It is 26th March 1972. An English band has just played a disastrous gig in Zurich and decided to call it a day. In three years of recording and touring they had built up a loyal if rowdy following and had a reputation of being an exciting live band even if this was largely lost on the Swiss. On the other hand the albums they had recorded were a mixed bag, a few pearls amidst a lot of dross. The band themselves knew that their music lacked direction. In addition there was growing tension between certain members of the band and their charismatic lead vocalist. So they decided to split.
But they didn’t. David Bowie was a big fan and when ne heard they were quitting offered them a song. So they carried on, signed to CBS and released it. It became a hit and the band carried on for two more years. The song was All the Young Dudes and the band was Mott the Hoople.
In 1974, after a number of personnel changes, the band split, this time for good. Well that’s what we all thought. In 2009 the original members decided to reform to play two nights at the Hammersmith Apollo. They had no idea how this would be received and were genuinely surprised that the two nights sold out very quickly. They eventually played five nights.

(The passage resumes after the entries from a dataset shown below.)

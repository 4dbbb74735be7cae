//! File repository — CRUD operations for the `files` inventory table.

use std::collections::HashSet;

use rusqlite::{params, Row};

use super::{Database, DatabaseError};

/// A raw inventory row from the database.
#[derive(Debug, Clone)]
pub struct FileRow {
    pub id: String,
    pub root_id: String,
    pub relative_path: String,
    pub file_name: String,
    pub extension: String,
    pub size_bytes: u64,
    pub created_at: String,
    pub modified_at: String,
    pub hash: Option<String>,
    pub file_exists: bool,
    pub deleted: bool,
}

impl FileRow {
    fn from_row(row: &Row<'_>) -> Result<Self, rusqlite::Error> {
        Ok(Self {
            id: row.get("id")?,
            root_id: row.get("root_id")?,
            relative_path: row.get("relative_path")?,
            file_name: row.get("file_name")?,
            extension: row.get("extension")?,
            size_bytes: row.get("size_bytes")?,
            created_at: row.get("created_at")?,
            modified_at: row.get("modified_at")?,
            hash: row.get("hash")?,
            file_exists: row.get("file_exists")?,
            deleted: row.get("deleted")?,
        })
    }
}

/// Inserts a batch of new rows inside one transaction.
///
/// Uses `INSERT OR IGNORE` so a concurrent writer (discovery racing the
/// directory monitor) that already created the same (root, path) entry
/// wins silently. Returns the number of rows actually inserted.
pub fn insert_batch(db: &Database, rows: &[FileRow]) -> Result<usize, DatabaseError> {
    if rows.is_empty() {
        return Ok(0);
    }
    db.with_conn(|conn| {
        let tx = conn.unchecked_transaction()?;
        let mut inserted = 0;
        {
            let mut stmt = tx.prepare_cached(
                "INSERT OR IGNORE INTO files (id, root_id, relative_path, file_name, extension,
                 size_bytes, created_at, modified_at, hash, file_exists, deleted)
                 VALUES (?1, ?2, ?3, ?4, ?5, ?6, ?7, ?8, ?9, ?10, ?11)",
            )?;
            for row in rows {
                inserted += stmt.execute(params![
                    row.id,
                    row.root_id,
                    row.relative_path,
                    row.file_name,
                    row.extension,
                    row.size_bytes,
                    row.created_at,
                    row.modified_at,
                    row.hash,
                    row.file_exists,
                    row.deleted,
                ])?;
            }
        }
        tx.commit()?;
        Ok(inserted)
    })
}

/// Finds a file by its ID.
pub fn find_by_id(db: &Database, id: &str) -> Result<Option<FileRow>, DatabaseError> {
    db.with_conn(|conn| {
        let mut stmt = conn.prepare("SELECT * FROM files WHERE id = ?1")?;
        let mut rows = stmt.query_map(params![id], FileRow::from_row)?;
        match rows.next() {
            Some(Ok(row)) => Ok(Some(row)),
            Some(Err(e)) => Err(DatabaseError::Sqlite(e)),
            None => Ok(None),
        }
    })
}

/// Finds the live (non-deleted) entry for a (root, relative path) pair.
pub fn find_live_by_path(
    db: &Database,
    root_id: &str,
    relative_path: &str,
) -> Result<Option<FileRow>, DatabaseError> {
    db.with_conn(|conn| {
        let mut stmt = conn.prepare(
            "SELECT * FROM files WHERE root_id = ?1 AND relative_path = ?2 AND deleted = 0",
        )?;
        let mut rows = stmt.query_map(params![root_id, relative_path], FileRow::from_row)?;
        match rows.next() {
            Some(Ok(row)) => Ok(Some(row)),
            Some(Err(e)) => Err(DatabaseError::Sqlite(e)),
            None => Ok(None),
        }
    })
}

/// Returns the relative paths of all live entries under a root, for the
/// discovery walker's in-memory diff.
pub fn live_paths(db: &Database, root_id: &str) -> Result<HashSet<String>, DatabaseError> {
    db.with_conn(|conn| {
        let mut stmt =
            conn.prepare("SELECT relative_path FROM files WHERE root_id = ?1 AND deleted = 0")?;
        let paths = stmt
            .query_map(params![root_id], |r| r.get::<_, String>(0))?
            .collect::<Result<HashSet<_>, _>>()?;
        Ok(paths)
    })
}

/// Counts live entries across all roots.
pub fn count_live(db: &Database) -> Result<u64, DatabaseError> {
    db.with_conn(|conn| {
        let count: u64 =
            conn.query_row("SELECT COUNT(*) FROM files WHERE deleted = 0", [], |r| {
                r.get(0)
            })?;
        Ok(count)
    })
}

/// Entries that still need a content fingerprint.
pub fn find_missing_hash(db: &Database) -> Result<Vec<FileRow>, DatabaseError> {
    db.with_conn(|conn| {
        let mut stmt = conn.prepare(
            "SELECT * FROM files
             WHERE hash IS NULL AND file_exists = 1 AND deleted = 0
             ORDER BY relative_path",
        )?;
        let rows = stmt
            .query_map([], FileRow::from_row)?
            .collect::<Result<Vec<_>, _>>()?;
        Ok(rows)
    })
}

/// Entries with no metadata record yet.
pub fn find_missing_metadata(db: &Database) -> Result<Vec<FileRow>, DatabaseError> {
    db.with_conn(|conn| {
        let mut stmt = conn.prepare(
            "SELECT f.* FROM files f
             LEFT JOIN file_metadata m ON m.file_id = f.id
             WHERE m.file_id IS NULL AND f.file_exists = 1 AND f.deleted = 0
             ORDER BY f.relative_path",
        )?;
        let rows = stmt
            .query_map([], FileRow::from_row)?
            .collect::<Result<Vec<_>, _>>()?;
        Ok(rows)
    })
}

/// Persists computed fingerprints in one transaction.
pub fn update_hashes(db: &Database, updates: &[(String, String)]) -> Result<(), DatabaseError> {
    if updates.is_empty() {
        return Ok(());
    }
    db.with_conn(|conn| {
        let tx = conn.unchecked_transaction()?;
        {
            let mut stmt = tx.prepare_cached("UPDATE files SET hash = ?2 WHERE id = ?1")?;
            for (id, hash) in updates {
                stmt.execute(params![id, hash])?;
            }
        }
        tx.commit()?;
        Ok(())
    })
}

/// Refreshes size/modified-time and clears the fingerprint so the entry is
/// re-hashed. Used when the monitor sees a modification to a known file.
pub fn mark_modified(
    db: &Database,
    id: &str,
    size_bytes: u64,
    modified_at: &str,
) -> Result<(), DatabaseError> {
    db.with_conn(|conn| {
        conn.execute(
            "UPDATE files SET size_bytes = ?2, modified_at = ?3, hash = NULL, file_exists = 1
             WHERE id = ?1",
            params![id, size_bytes, modified_at],
        )?;
        Ok(())
    })
}

/// Updates path and name of an entry in place (rename handling).
pub fn rename(
    db: &Database,
    id: &str,
    relative_path: &str,
    file_name: &str,
    extension: &str,
) -> Result<(), DatabaseError> {
    db.with_conn(|conn| {
        conn.execute(
            "UPDATE files SET relative_path = ?2, file_name = ?3, extension = ?4 WHERE id = ?1",
            params![id, relative_path, file_name, extension],
        )?;
        Ok(())
    })
}

/// Soft-deletes the live entry for a (root, relative path) pair.
/// Returns true when a row was affected.
pub fn soft_delete_by_path(
    db: &Database,
    root_id: &str,
    relative_path: &str,
) -> Result<bool, DatabaseError> {
    db.with_conn(|conn| {
        let changed = conn.execute(
            "UPDATE files SET deleted = 1, file_exists = 0
             WHERE root_id = ?1 AND relative_path = ?2 AND deleted = 0",
            params![root_id, relative_path],
        )?;
        Ok(changed > 0)
    })
}

/// Soft-deletes a batch of paths under one root inside one transaction.
pub fn soft_delete_paths(
    db: &Database,
    root_id: &str,
    relative_paths: &[String],
) -> Result<usize, DatabaseError> {
    if relative_paths.is_empty() {
        return Ok(0);
    }
    db.with_conn(|conn| {
        let tx = conn.unchecked_transaction()?;
        let mut removed = 0;
        {
            let mut stmt = tx.prepare_cached(
                "UPDATE files SET deleted = 1, file_exists = 0
                 WHERE root_id = ?1 AND relative_path = ?2 AND deleted = 0",
            )?;
            for path in relative_paths {
                removed += stmt.execute(params![root_id, path])?;
            }
        }
        tx.commit()?;
        Ok(removed)
    })
}

/// Soft-deletes every live entry at or under a relative path. Used for
/// directory removals, where the watcher reports only the directory.
/// Returns the number of entries affected.
pub fn soft_delete_by_prefix(
    db: &Database,
    root_id: &str,
    prefix: &str,
) -> Result<usize, DatabaseError> {
    // `%` and `_` are LIKE wildcards; escape them so "my_dir" cannot
    // match "myxdir".
    let escaped = prefix
        .replace('\\', "\\\\")
        .replace('%', "\\%")
        .replace('_', "\\_");
    let pattern = format!("{}/%", escaped);
    db.with_conn(|conn| {
        let changed = conn.execute(
            "UPDATE files SET deleted = 1, file_exists = 0
             WHERE root_id = ?1 AND deleted = 0
               AND (relative_path = ?2 OR relative_path LIKE ?3 ESCAPE '\\')",
            params![root_id, prefix, pattern],
        )?;
        Ok(changed)
    })
}

/// Fingerprints shared by more than one live entry.
pub fn duplicate_hashes(db: &Database) -> Result<Vec<String>, DatabaseError> {
    db.with_conn(|conn| {
        let mut stmt = conn.prepare(
            "SELECT hash FROM files
             WHERE hash IS NOT NULL AND hash != '' AND file_exists = 1 AND deleted = 0
             GROUP BY hash HAVING COUNT(*) > 1",
        )?;
        let hashes = stmt
            .query_map([], |r| r.get::<_, String>(0))?
            .collect::<Result<Vec<_>, _>>()?;
        Ok(hashes)
    })
}

/// Live entries sharing the given fingerprint.
pub fn find_live_by_hash(db: &Database, hash: &str) -> Result<Vec<FileRow>, DatabaseError> {
    db.with_conn(|conn| {
        let mut stmt = conn.prepare(
            "SELECT * FROM files
             WHERE hash = ?1 AND file_exists = 1 AND deleted = 0",
        )?;
        let rows = stmt
            .query_map(params![hash], FileRow::from_row)?
            .collect::<Result<Vec<_>, _>>()?;
        Ok(rows)
    })
}
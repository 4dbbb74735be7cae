//! Category repository — zero-or-one classification per inventory entry.
//!
//! Rows are only written when a heuristic positively matches; an entry
//! with no row is implicitly "unknown". The categorizer's bulk rules run
//! through [`execute_rule_sql`] so stickiness is enforced in SQL.

use rusqlite::{params, Row};

use super::{Database, DatabaseError};

#[derive(Debug, Clone)]
pub struct CategoryRow {
    pub file_id: String,
    pub category: String,
    pub reason: String,
    pub confidence: f64,
    pub method: String,
    pub description: Option<String>,
    pub created_at: String,
}

impl CategoryRow {
    fn from_row(row: &Row<'_>) -> Result<Self, rusqlite::Error> {
        Ok(Self {
            file_id: row.get("file_id")?,
            category: row.get("category")?,
            reason: row.get("reason")?,
            confidence: row.get("confidence")?,
            method: row.get("method")?,
            description: row.get("description")?,
            created_at: row.get("created_at")?,
        })
    }
}

/// Executes one set-based rule statement and returns the number of
/// category rows it inserted. The statement is expected to carry its own
/// `NOT EXISTS` guard so already-categorized entries are never touched.
pub fn execute_rule_sql(db: &Database, sql: &str) -> Result<usize, DatabaseError> {
    db.with_conn(|conn| {
        let inserted = conn.execute(sql, [])?;
        Ok(inserted)
    })
}

/// Finds the category for a file, if one was assigned.
pub fn find_by_file_id(db: &Database, file_id: &str) -> Result<Option<CategoryRow>, DatabaseError> {
    db.with_conn(|conn| {
        let mut stmt = conn.prepare("SELECT * FROM file_categories WHERE file_id = ?1")?;
        let mut rows = stmt.query_map(params![file_id], CategoryRow::from_row)?;
        match rows.next() {
            Some(Ok(row)) => Ok(Some(row)),
            Some(Err(e)) => Err(DatabaseError::Sqlite(e)),
            None => Ok(None),
        }
    })
}

/// Counts assigned categories, optionally restricted to one category value.
pub fn count(db: &Database, category: Option<&str>) -> Result<u64, DatabaseError> {
    db.with_conn(|conn| {
        let count: u64 = match category {
            Some(cat) => conn.query_row(
                "SELECT COUNT(*) FROM file_categories WHERE category = ?1",
                params![cat],
                |r| r.get(0),
            )?,
            None => conn.query_row("SELECT COUNT(*) FROM file_categories", [], |r| r.get(0))?,
        };
        Ok(count)
    })
}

It was a great experience and Mott fans came from all over the world. There were a dozen voluble Italians on the row behind me while on the train to Hammersmith I fell into conversation with a Geordie who had bought tickets for all five nights. What did they come for? For one thing they came to hear a band that produced great rock songs. Listen to The Moon Upstairs from the 1971 album Brain Capers. And listen again to All the Young Dudes. This is so much better than David Bowie’s version, a time machine for a melancholy journey to the alien yet familiar country that is 1972.
Mostly I think people love Mott for being a failure, a glorious failure to be sure but still a failure. Their career was short and they never made much money. They had moments of greatness, moments of disaster but that is the point. They had an insight into the business that the hugely successful bands don’t.
In the Ballad of Mott they sang about it. What other band has written a song about being a rock’n’roller that gets so close to the essence of the matter? And that is why Mott still have so many loyal fans and why they have sold out five venues for their 2013 tour. Maybe this will be the last. Then again, we thought that in 1974.